Can MLDB do gradient boosting machines (GBM) similar to xgboost (with shrinkage/learning rate)?

I was trying this:

        "configuration": {
            "type": "boosting",
            "validation_split": 0,
            "min_iter": 100,
            "max_iter": 100,
            "weak_learner": {
                "type": "decision_tree",
                "max_depth": 10,
                "random_feature_propn": 1
            }
        },

(complete code here)

I cannot find if MLDB boosting has a learning_rate parameter?

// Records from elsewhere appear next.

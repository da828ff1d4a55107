//! K-means via `linfa-clustering`.

use crate::{ClusterParams, Result};
use linfa::traits::*;
use linfa::DatasetBase;
use linfa_clustering::{KMeans, KMeansInit};
use ndarray::{ArrayView2, Zip};
use rand::SeedableRng;
use rand_isaac::Isaac64Rng;
use tracing::debug;

/// Labels and inertia of a k-means fit.
///
/// `inertia` is the sum of squared distances from each sample to its
/// centroid, not linfa's per-sample mean.
#[derive(Debug, Clone)]
pub(crate) struct KMeansFit {
    pub labels: Vec<usize>,
    pub inertia: f64,
}

/// Fit `k` centroids with k-means++ initialisation and label every sample.
pub(crate) fn fit_kmeans(records: ArrayView2<'_, f64>, k: usize, params: &ClusterParams) -> Result<KMeansFit> {
    let rng = Isaac64Rng::seed_from_u64(params.seed);
    let dataset = DatasetBase::from(records.to_owned());

    let model = KMeans::params_with_rng(k, rng)
        .init_method(KMeansInit::KMeansPlusPlus)
        .n_runs(params.n_runs)
        .max_n_iterations(params.max_iterations)
        .tolerance(params.tolerance)
        .fit(&dataset)?;

    let labels = model.predict(dataset.records());
    let centroids = model.centroids();
    let mut inertia = 0.0;
    Zip::from(records.rows()).and(&labels).for_each(|row, &label| {
        inertia += row
            .iter()
            .zip(centroids.row(label).iter())
            .map(|(x, c)| (x - c) * (x - c))
            .sum::<f64>();
    });
    debug!(k, inertia, "K-means converged");

    Ok(KMeansFit {
        labels: labels.to_vec(),
        inertia,
    })
}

Also the above code is running very slowly, about 100sec vs 20sec for the random forest previously benchmarked here. htop or mpstat shows about 15% CPU utilization.

Random Forests

c5.9xlarge (18 cores, HT off):

1M:

Lightgbm:

suppressMessages({
library(data.table)
library(ROCR)
library(lightgbm)
library(Matrix)
})

set.seed(123)

d_train <- fread("train-1m.csv", showProgress=FALSE)
d_test <- fread("test.csv", showProgress=FALSE)

d_all <- rbind(d_train, d_test)
d_all$dep_delayed_15min <- ifelse(d_all$dep_delayed_15min=="Y",1,0)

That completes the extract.